In a sense, thin-slicing could also refer to the emotional reaction of a person to partial amounts of data. For example, a person finds his child is late from school. Without waiting for an explanation, the brain immediately shifts to the emotion anger. The parent generalizes from past experiences and decides the child is to blame, prior to evidence in this particular case is presented.
In some ways, thin-slicing can be helpful, and is somewhat representative of the idea of cutting straight through the Gordian knot instead of carefully untying it. For example, young children can be particularly verbose in their explanations of why something occurred. Parents can help them by active listening and thin-slicing through excess information. “Ah I see, John kicked you, which made you really angry. That’s why you threw the eraser.” This helps the child learn to organize thoughts more carefully and become better communicators.

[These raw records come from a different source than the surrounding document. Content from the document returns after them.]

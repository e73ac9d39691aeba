#![forbid(unsafe_code)]

//! Core stepping engine for GlyphLife.
//!
//! Animates Conway's Game of Life (fixed B3/S23 rule) over rectangular text
//! content. Every non-blank glyph is a live cell; blanks and everything past
//! a row's last glyph are dead. Rows are ragged and sparse: a [`Row`] ends at
//! its last occupied column, and a [`Region`] ends at its last non-blank row,
//! so arbitrarily large or irregular text never costs a dense grid.
//!
//! The pipeline:
//!
//! 1. [`Row::scan`] converts one line of source text into slots
//!    (tab expansion, wide-glyph continuation columns, trailing trim).
//! 2. [`step_row`] computes one row of the next generation from the three
//!    rows above/at/below it, using forward-only cursors.
//! 3. [`Region::step`] drives [`step_row`] over a whole region, including
//!    one synthetic growth row below the last line.
//!
//! Glyph identity is preserved across generations: a surviving cell's
//! [`GlyphToken`] is the same `Rc` as in the previous generation, and a
//! newly born cell clones the token of one live neighbor.

pub mod glyph;
pub mod region;
pub mod row;
pub mod step;

pub use glyph::{Glyph, GlyphAttrs, GlyphToken};
pub use region::Region;
pub use row::{Row, ScanConfig, Slot};
pub use step::step_row;
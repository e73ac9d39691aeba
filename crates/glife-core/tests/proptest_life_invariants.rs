//! Property-based invariant tests for the stepping engine.
//!
//! Invariants verified for arbitrary inputs:
//!
//! 1. Dead regions are stable: all-blank content steps to the empty region,
//!    for any row/column dimensions.
//! 2. Growth bound: stepping never adds more than one row.
//! 3. Trimming is idempotent at both row and region granularity.
//! 4. Stepping is deterministic: equal seeds produce equal generations.
//! 5. Scanning never panics and never leaves a trailing blank slot.

use glife_core::{GlyphAttrs, Region, Row, ScanConfig};
use proptest::prelude::*;

// ── Helpers ─────────────────────────────────────────────────────────────

fn blank_line_strategy() -> impl Strategy<Value = String> {
    proptest::collection::vec(prop_oneof![Just(' '), Just('\t')], 0..40)
        .prop_map(|chars| chars.into_iter().collect())
}

fn text_line_strategy() -> impl Strategy<Value = String> {
    proptest::collection::vec(
        prop_oneof![
            Just(' '),
            Just('\t'),
            Just('#'),
            Just('a'),
            Just('日'),
            Just('*'),
        ],
        0..30,
    )
    .prop_map(|chars| chars.into_iter().collect())
}

fn text_block_strategy() -> impl Strategy<Value = String> {
    proptest::collection::vec(text_line_strategy(), 0..12).prop_map(|lines| lines.join("\n"))
}

fn scan(text: &str) -> Region {
    Region::from_text(text, GlyphAttrs::empty(), &ScanConfig::default())
}

// ── 1. Dead regions are stable ──────────────────────────────────────────

proptest! {
    #[test]
    fn dead_region_steps_to_empty(lines in proptest::collection::vec(blank_line_strategy(), 0..16)) {
        let region = scan(&lines.join("\n"));
        prop_assert!(region.is_empty(), "blank content must trim to empty");
        prop_assert!(region.step().is_empty());
    }
}

// ── 2. Growth bound ─────────────────────────────────────────────────────

proptest! {
    #[test]
    fn step_adds_at_most_one_row(text in text_block_strategy()) {
        let region = scan(&text);
        let next = region.step();
        prop_assert!(
            next.height() <= region.height() + 1,
            "height {} -> {}",
            region.height(),
            next.height()
        );
    }
}

// ── 3. Trimming idempotence ─────────────────────────────────────────────

proptest! {
    #[test]
    fn region_trim_is_idempotent(text in text_block_strategy()) {
        let mut region = scan(&text);
        let height = region.height();
        region.trim();
        prop_assert_eq!(region.height(), height);
    }

    #[test]
    fn row_trim_is_idempotent(line in text_line_strategy()) {
        let mut row = Row::scan(&line, GlyphAttrs::empty(), &ScanConfig::default());
        let width = row.width();
        row.trim();
        prop_assert_eq!(row.width(), width);
    }

    #[test]
    fn stepped_rows_end_at_a_live_cell(text in text_block_strategy()) {
        let next = scan(&text).step();
        for row in next.rows() {
            if !row.is_blank() {
                prop_assert!(row.get(row.width() - 1).is_some());
            }
        }
    }
}

// ── 4. Determinism ──────────────────────────────────────────────────────

proptest! {
    #[test]
    fn stepping_is_deterministic(text in text_block_strategy()) {
        let a = scan(&text).step();
        let b = scan(&text).step();
        prop_assert_eq!(a.to_text(), b.to_text());
    }
}

// ── 5. Scanning totality ────────────────────────────────────────────────

proptest! {
    #[test]
    fn scan_never_panics_and_trims(line in any::<String>()) {
        // Strip newlines: the scanner is a single-line operation.
        let line: String = line.chars().filter(|c| *c != '\n' && *c != '\r').collect();
        let row = Row::scan(&line, GlyphAttrs::empty(), &ScanConfig::default());
        if !row.is_blank() {
            prop_assert!(row.get(row.width() - 1).is_some());
        }
    }
}
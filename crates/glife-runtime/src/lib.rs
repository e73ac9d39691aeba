#![forbid(unsafe_code)]

//! Animation runtime for GlyphLife.
//!
//! Coordinates the core stepping engine across a host's viewports: the
//! per-viewport cycle, the timed interruptible [`Session`], and the
//! idle-triggered [`Screensaver`]. The host side of the contract (text
//! storage, windows, timers, input) lives behind the [`Host`] trait; an
//! in-memory [`mock::MockHost`] backs the test suites.

pub mod cycle;
pub mod host;
pub mod mock;
pub mod screensaver;
pub mod session;

pub use cycle::advance_viewport;
pub use host::{Host, HostError, ViewportId};
pub use screensaver::{Screensaver, ScreensaverConfig, ScreensaverState};
pub use session::{Session, SessionConfig, StopReason};
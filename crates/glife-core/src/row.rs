#![forbid(unsafe_code)]

//! Ragged sparse rows and the source-text scanner.
//!
//! A [`Row`] is an ordered sequence of optional glyph slots, one per column,
//! with an always-blank sentinel slot representing column −1. The sentinel
//! exists only so the stepping window never special-cases the left edge.
//! Trailing blank slots are never materialized: after any mutation a row is
//! trimmed back to its last occupied slot, and a fully blank row holds the
//! sentinel alone.
//!
//! [`Row::scan`] converts one line of source text into a row: spaces become
//! blank slots, tabs expand to the next tab stop, and every other grapheme
//! cluster becomes an occupied slot carrying its own [`GlyphToken`]. A
//! cluster wider than one column leaves blank continuation slots so later
//! glyphs stay column-aligned.

use unicode_segmentation::UnicodeSegmentation;

use crate::glyph::{Glyph, GlyphAttrs, GlyphToken};

/// One column position: blank, or occupied by a shared glyph token.
pub type Slot = Option<GlyphToken>;

/// Scanner configuration.
#[derive(Debug, Clone, Copy, PartialEq, Eq)]
pub struct ScanConfig {
    /// Columns per tab stop. Zero is treated as 1.
    pub tab_width: u16,
}

impl Default for ScanConfig {
    fn default() -> Self {
        Self { tab_width: 8 }
    }
}

/// One row of cells, indexed by column, with a blank sentinel at column −1.
#[derive(Debug, Clone, Default)]
pub struct Row {
    /// `slots[0]` is the sentinel and is always `None`; column `c` lives at
    /// `slots[c + 1]`.
    slots: Vec<Slot>,
}

impl Row {
    /// Create an empty row (sentinel only).
    pub fn new() -> Self {
        Self { slots: vec![None] }
    }

    /// Scan one line of source text into a row.
    ///
    /// Equivalent to [`Row::scan_offset`] with a start column of zero.
    pub fn scan(line: &str, attrs: GlyphAttrs, config: &ScanConfig) -> Self {
        Self::scan_offset(line, 0, attrs, config)
    }

    /// Scan one line of source text, placing its first glyph at `start_col`.
    ///
    /// Columns before `start_col` are blank. Total over any input; a line of
    /// pure whitespace yields the empty row.
    pub fn scan_offset(
        line: &str,
        start_col: usize,
        attrs: GlyphAttrs,
        config: &ScanConfig,
    ) -> Self {
        let mut row = Self::new();
        for _ in 0..start_col {
            row.push_blank();
        }
        row.scan_span(line, attrs, config);
        row.trim();
        row
    }

    /// Scan a line made of styled spans, each with its own attributes.
    pub fn scan_styled(spans: &[(&str, GlyphAttrs)], config: &ScanConfig) -> Self {
        let mut row = Self::new();
        for (text, attrs) in spans {
            row.scan_span(text, *attrs, config);
        }
        row.trim();
        row
    }

    /// Build a row directly from column slots (no sentinel in the input).
    pub fn from_slots(slots: impl IntoIterator<Item = Slot>) -> Self {
        let mut row = Self::new();
        for slot in slots {
            row.slots.push(slot);
        }
        row.trim();
        row
    }

    fn scan_span(&mut self, text: &str, attrs: GlyphAttrs, config: &ScanConfig) {
        let tab = config.tab_width.max(1) as usize;
        for cluster in text.graphemes(true) {
            match cluster {
                " " => self.push_blank(),
                "\t" => {
                    let stop = (self.width() / tab + 1) * tab;
                    while self.width() < stop {
                        self.push_blank();
                    }
                }
                _ => {
                    let token = Glyph::token(cluster, attrs);
                    let width = token.width();
                    self.push_token(token);
                    // Continuation columns under a wide cluster stay blank.
                    for _ in 1..width {
                        self.push_blank();
                    }
                }
            }
        }
    }

    /// Number of columns, excluding the sentinel. Equals one plus the column
    /// of the last occupied slot, or zero for a blank row.
    #[inline]
    pub fn width(&self) -> usize {
        self.slots.len() - 1
    }

    /// Whether the row has no occupied slot.
    #[inline]
    pub fn is_blank(&self) -> bool {
        self.width() == 0
    }

    /// The token at column `col`, if occupied.
    pub fn get(&self, col: usize) -> Option<&GlyphToken> {
        self.slots.get(col + 1).and_then(Option::as_ref)
    }

    /// Number of occupied slots.
    pub fn live_count(&self) -> usize {
        self.slots.iter().filter(|s| s.is_some()).count()
    }

    /// Iterate column slots left to right (sentinel excluded).
    pub fn iter(&self) -> impl Iterator<Item = &Slot> {
        self.slots[1..].iter()
    }

    /// Backing slots including the sentinel, for the stepping cursors.
    #[inline]
    pub(crate) fn slots(&self) -> &[Slot] {
        &self.slots
    }

    pub(crate) fn push_blank(&mut self) {
        self.slots.push(None);
    }

    pub(crate) fn push_token(&mut self, token: GlyphToken) {
        self.slots.push(Some(token));
    }

    /// Drop trailing blank slots. The sentinel is never removed. Idempotent.
    pub fn trim(&mut self) {
        while self.slots.len() > 1 && self.slots.last().is_some_and(Option::is_none) {
            self.slots.pop();
        }
    }

    /// Render as plain text: blanks become spaces, no trailing spaces.
    ///
    /// The blank continuation columns following a wide glyph are folded into
    /// the glyph's own width rather than rendered as extra spaces.
    pub fn to_text(&self) -> String {
        let mut out = String::new();
        let mut skip = 0usize;
        for slot in self.iter() {
            match slot {
                Some(token) => {
                    out.push_str(token.symbol());
                    skip = token.width().saturating_sub(1);
                }
                None => {
                    if skip > 0 {
                        skip -= 1;
                    } else {
                        out.push(' ');
                    }
                }
            }
        }
        out
    }
}

#[cfg(test)]
mod tests {
    use super::*;
    use std::rc::Rc;

    fn cfg() -> ScanConfig {
        ScanConfig::default()
    }

    #[test]
    fn empty_line_yields_sentinel_only() {
        let row = Row::scan("", GlyphAttrs::empty(), &cfg());
        assert!(row.is_blank());
        assert_eq!(row.width(), 0);
    }

    #[test]
    fn whitespace_only_line_is_blank() {
        let row = Row::scan("   \t  ", GlyphAttrs::empty(), &cfg());
        assert!(row.is_blank());
    }

    #[test]
    fn trailing_blanks_are_trimmed() {
        let row = Row::scan("ab   ", GlyphAttrs::empty(), &cfg());
        assert_eq!(row.width(), 2);
        assert!(row.get(0).is_some());
        assert!(row.get(1).is_some());
    }

    #[test]
    fn interior_blanks_are_kept() {
        let row = Row::scan("a b", GlyphAttrs::empty(), &cfg());
        assert_eq!(row.width(), 3);
        assert!(row.get(0).is_some());
        assert!(row.get(1).is_none());
        assert!(row.get(2).is_some());
    }

    #[test]
    fn tab_expands_to_next_stop() {
        let row = Row::scan("a\tb", GlyphAttrs::empty(), &cfg());
        // 'a' at column 0, tab fills to column 8, 'b' at column 8.
        assert_eq!(row.width(), 9);
        assert!(row.get(8).is_some());
        for col in 1..8 {
            assert!(row.get(col).is_none(), "column {col} should be blank");
        }
    }

    #[test]
    fn tab_at_stop_boundary_advances_full_stop() {
        let config = ScanConfig { tab_width: 4 };
        let row = Row::scan("abcd\te", GlyphAttrs::empty(), &config);
        assert!(row.get(7).is_none());
        assert!(row.get(8).is_some());
    }

    #[test]
    fn zero_tab_width_is_clamped() {
        let config = ScanConfig { tab_width: 0 };
        let row = Row::scan("\tx", GlyphAttrs::empty(), &config);
        assert!(row.get(1).is_some());
    }

    #[test]
    fn wide_glyph_leaves_continuation_blank() {
        let row = Row::scan("日x", GlyphAttrs::empty(), &cfg());
        assert!(row.get(0).is_some());
        assert!(row.get(1).is_none());
        assert!(row.get(2).is_some());
        assert_eq!(row.get(2).unwrap().symbol(), "x");
    }

    #[test]
    fn scan_offset_pads_leading_blanks() {
        let row = Row::scan_offset("x", 3, GlyphAttrs::empty(), &cfg());
        assert_eq!(row.width(), 4);
        assert!(row.get(2).is_none());
        assert!(row.get(3).is_some());
    }

    #[test]
    fn scan_styled_keeps_per_span_attrs() {
        let row = Row::scan_styled(
            &[("a", GlyphAttrs::BOLD), ("b", GlyphAttrs::ITALIC)],
            &cfg(),
        );
        assert_eq!(row.get(0).unwrap().attrs(), GlyphAttrs::BOLD);
        assert_eq!(row.get(1).unwrap().attrs(), GlyphAttrs::ITALIC);
    }

    #[test]
    fn grapheme_cluster_is_one_slot() {
        // 'e' + combining acute is a single cluster, hence a single cell.
        let row = Row::scan("e\u{0301}x", GlyphAttrs::empty(), &cfg());
        assert_eq!(row.get(0).unwrap().symbol(), "e\u{0301}");
        assert_eq!(row.get(1).unwrap().symbol(), "x");
    }

    #[test]
    fn trim_is_idempotent() {
        let mut row = Row::from_slots(vec![
            Some(Glyph::token("a", GlyphAttrs::empty())),
            None,
            None,
        ]);
        assert_eq!(row.width(), 1);
        row.trim();
        assert_eq!(row.width(), 1);
    }

    #[test]
    fn from_slots_preserves_tokens() {
        let token = Glyph::token("z", GlyphAttrs::empty());
        let row = Row::from_slots(vec![None, Some(Rc::clone(&token))]);
        assert!(Rc::ptr_eq(row.get(1).unwrap(), &token));
    }

    #[test]
    fn to_text_round_trips_simple_content() {
        let row = Row::scan("a b  c", GlyphAttrs::empty(), &cfg());
        assert_eq!(row.to_text(), "a b  c");
    }

    #[test]
    fn to_text_folds_wide_glyph_continuation() {
        let row = Row::scan("日x", GlyphAttrs::empty(), &cfg());
        assert_eq!(row.to_text(), "日x");
    }
}
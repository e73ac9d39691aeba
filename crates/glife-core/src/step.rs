#![forbid(unsafe_code)]

//! Single-row generation stepping.
//!
//! [`step_row`] computes the next generation of one row from the three rows
//! immediately above, at, and below it. Each input row is walked by a
//! forward-only [`SlotCursor`] exposing a three-slot window (one behind, at,
//! and one ahead of the cursor); the three cursors advance in lockstep, so
//! every column sees its full 3×3 neighborhood without random access or a
//! dense grid. Row-boundary inputs are the empty row, which reads as
//! all-blank.
//!
//! Rule: fixed B3/S23. A live cell with 2 or 3 live neighbors survives and
//! keeps its exact token; a dead cell with exactly 3 live neighbors is born
//! and clones the token of its first live neighbor in a fixed priority
//! order: upper-left, upper, upper-right, left, right, lower-left, lower,
//! lower-right. The order is cosmetic but deterministic, so identical seeds
//! always animate identically.

use std::rc::Rc;

use crate::glyph::GlyphToken;
use crate::row::{Row, Slot};

/// Forward-only window cursor over one row's slots.
///
/// Starts positioned at column 0, with the sentinel slot behind it. Out of
/// range lookups on either side read as blank.
struct SlotCursor<'a> {
    slots: &'a [Slot],
    /// Index of the center slot; column `c` is index `c + 1`.
    pos: usize,
}

impl<'a> SlotCursor<'a> {
    fn new(row: &'a Row) -> Self {
        Self {
            slots: row.slots(),
            pos: 1,
        }
    }

    #[inline]
    fn at(&self, idx: usize) -> Option<&'a GlyphToken> {
        self.slots.get(idx).and_then(Option::as_ref)
    }

    /// Slot one column left of the cursor.
    #[inline]
    fn behind(&self) -> Option<&'a GlyphToken> {
        self.at(self.pos - 1)
    }

    /// Slot at the cursor.
    #[inline]
    fn center(&self) -> Option<&'a GlyphToken> {
        self.at(self.pos)
    }

    /// Slot one column right of the cursor.
    #[inline]
    fn ahead(&self) -> Option<&'a GlyphToken> {
        self.at(self.pos + 1)
    }

    #[inline]
    fn advance(&mut self) {
        self.pos += 1;
    }

    /// True once the whole window is past the last materialized slot.
    #[inline]
    fn is_exhausted(&self) -> bool {
        self.pos > self.slots.len()
    }
}

/// Compute the next generation of `curr` given its neighbor rows.
///
/// `prev` and `next` may be empty rows at a region boundary. The output is
/// trimmed, so it ends at its last live cell. Total over any inputs.
pub fn step_row(prev: &Row, curr: &Row, next: &Row) -> Row {
    let mut above = SlotCursor::new(prev);
    let mut here = SlotCursor::new(curr);
    let mut below = SlotCursor::new(next);
    let mut out = Row::new();

    while !(above.is_exhausted() && here.is_exhausted() && below.is_exhausted()) {
        // Donor priority order doubles as the neighbor enumeration.
        let neighbors = [
            above.behind(),
            above.center(),
            above.ahead(),
            here.behind(),
            here.ahead(),
            below.behind(),
            below.center(),
            below.ahead(),
        ];
        let live = neighbors.iter().filter(|n| n.is_some()).count();

        match here.center() {
            Some(token) if (2..=3).contains(&live) => out.push_token(Rc::clone(token)),
            None if live == 3 => {
                let donor = neighbors.into_iter().flatten().next();
                match donor {
                    Some(token) => out.push_token(Rc::clone(token)),
                    // Unreachable with live == 3; keep the row total anyway.
                    None => out.push_blank(),
                }
            }
            _ => out.push_blank(),
        }

        above.advance();
        here.advance();
        below.advance();
    }

    out.trim();
    out
}
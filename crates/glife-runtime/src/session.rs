#![forbid(unsafe_code)]

//! The animation session: timed, interruptible iteration over all viewports.
//!
//! A [`Session`] captures the host's whole viewport layout, then loops:
//! advance every open non-dedicated viewport one generation, bump the
//! generation counter, sleep the pacing interval, and check the stop
//! condition. The pacing sleep is the only cancellation point: pending
//! input aborts after the current tick completes, never mid-tick.
//!
//! # Restoration guarantee
//!
//! The captured layout is restored on every exit path: clean stop, host
//! failure, or panic unwind. The snapshot lives in a [`LayoutGuard`] whose
//! `Drop` restores it, in the same spirit as a terminal raw-mode guard; the
//! happy path releases the guard explicitly so restoration errors can
//! propagate instead of being lost in `Drop`.

use std::time::Duration;

use crate::host::{Host, HostError};
use crate::cycle::advance_viewport;

/// Why a session's run loop ended.
#[derive(Debug, Clone, Copy, PartialEq, Eq)]
pub enum StopReason {
    /// Pending user input was detected at a pacing point.
    Input,
    /// The configured generation limit was reached (and the final
    /// generation was held on screen until input arrived).
    LimitReached,
}

/// Session configuration.
#[derive(Debug, Clone, Copy, PartialEq, Eq)]
pub struct SessionConfig {
    /// Minimum separation between consecutive ticks.
    pub interval: Duration,
    /// Stop after this many generations; `None` runs until input.
    pub max_generations: Option<u64>,
}

impl Default for SessionConfig {
    fn default() -> Self {
        Self {
            interval: Duration::from_millis(125),
            max_generations: None,
        }
    }
}

/// Scoped ownership of the host's layout: restores on every exit path.
struct LayoutGuard<'a, H: Host> {
    host: &'a mut H,
    layout: Option<H::Layout>,
}

impl<'a, H: Host> LayoutGuard<'a, H> {
    fn capture(host: &'a mut H) -> Result<Self, HostError> {
        let layout = host.capture_layout()?;
        Ok(Self {
            host,
            layout: Some(layout),
        })
    }

    fn host(&mut self) -> &mut H {
        self.host
    }

    /// Restore now, propagating failure. On failure the original focus is
    /// still restored best-effort before the error surfaces.
    fn release(mut self) -> Result<(), HostError> {
        let Some(layout) = self.layout.take() else {
            return Ok(());
        };
        match self.host.restore_layout(layout) {
            Ok(()) => Ok(()),
            Err(err) => {
                self.host.restore_focus();
                Err(err)
            }
        }
    }
}

impl<H: Host> Drop for LayoutGuard<'_, H> {
    fn drop(&mut self) {
        // Reached only on abnormal exit; release() already emptied the slot
        // on normal paths. Errors here cannot propagate, so log and restore
        // focus instead.
        if let Some(layout) = self.layout.take() {
            if self.host.restore_layout(layout).is_err() {
                tracing::error!("layout restore failed during unwind");
                self.host.restore_focus();
            }
        }
    }
}

/// One run of the animation loop, from layout capture to restoration.
#[derive(Debug)]
pub struct Session {
    config: SessionConfig,
    generation: u64,
}

impl Session {
    /// Create a session with the given pacing and generation bound.
    pub fn new(config: SessionConfig) -> Self {
        Self {
            config,
            generation: 0,
        }
    }

    /// Generations completed so far (monotonic, starts at 0).
    pub fn generation(&self) -> u64 {
        self.generation
    }

    /// Run until stopped, then restore the captured layout.
    ///
    /// Stops on pending input, or on reaching the generation limit, in
    /// which case the final generation stays on screen until the next input
    /// arrives. Host failures abort the run; the layout is restored before
    /// the error propagates.
    pub fn run<H: Host>(&mut self, host: &mut H) -> Result<StopReason, HostError> {
        let mut guard = LayoutGuard::capture(host)?;
        tracing::debug!(
            interval_ms = self.config.interval.as_millis() as u64,
            limit = self.config.max_generations,
            "animation session started"
        );

        let outcome = self.drive(guard.host());
        let restored = guard.release();

        match outcome {
            Ok(reason) => {
                restored?;
                tracing::debug!(generations = self.generation, ?reason, "session finished");
                Ok(reason)
            }
            Err(err) => {
                // The tick failure outranks a restore failure; the latter is
                // only logged.
                if let Err(restore_err) = restored {
                    tracing::error!(error = %restore_err, "layout restore failed after session error");
                }
                Err(err)
            }
        }
    }

    fn drive<H: Host>(&mut self, host: &mut H) -> Result<StopReason, HostError> {
        loop {
            // Checked before the tick, so a zero limit never animates at all.
            if let Some(limit) = self.config.max_generations
                && self.generation >= limit
            {
                // Hold the final generation on screen until input arrives.
                while !host.input_pending() {
                    host.sleep(self.config.interval);
                }
                return Ok(StopReason::LimitReached);
            }

            let ids = host.viewports();
            tracing::trace!(generation = self.generation, viewports = ids.len(), "tick");
            for id in ids {
                advance_viewport(host, id)?;
            }
            // The counter advances even when no viewport was open.
            self.generation += 1;

            host.sleep(self.config.interval);
            if host.input_pending() {
                return Ok(StopReason::Input);
            }
        }
    }
}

Also, one can look at a few representative samples and use thin-slicing to extrapolate and make good decisions. For example, a drug company does huge amount of tests that show that 50% of people taking an experimental drug have extremely adverse reactions to it. It is not necessary to read all the data to form a decision about whether to approve the drug. Instead the FDA can use thin-slicing to say, “Half the people reacted badly to this drug. It is dangerous, and therefore we should not approve it.”
However, the danger of thin-slicing is to neglect important or relevant pieces of information. If half the people who took the experimental drug actually were cured of a fatal illness, this data must be considered. A decision to approve the drug in this case should not be a result of thin-slicing, but a careful analysis of all relevant data.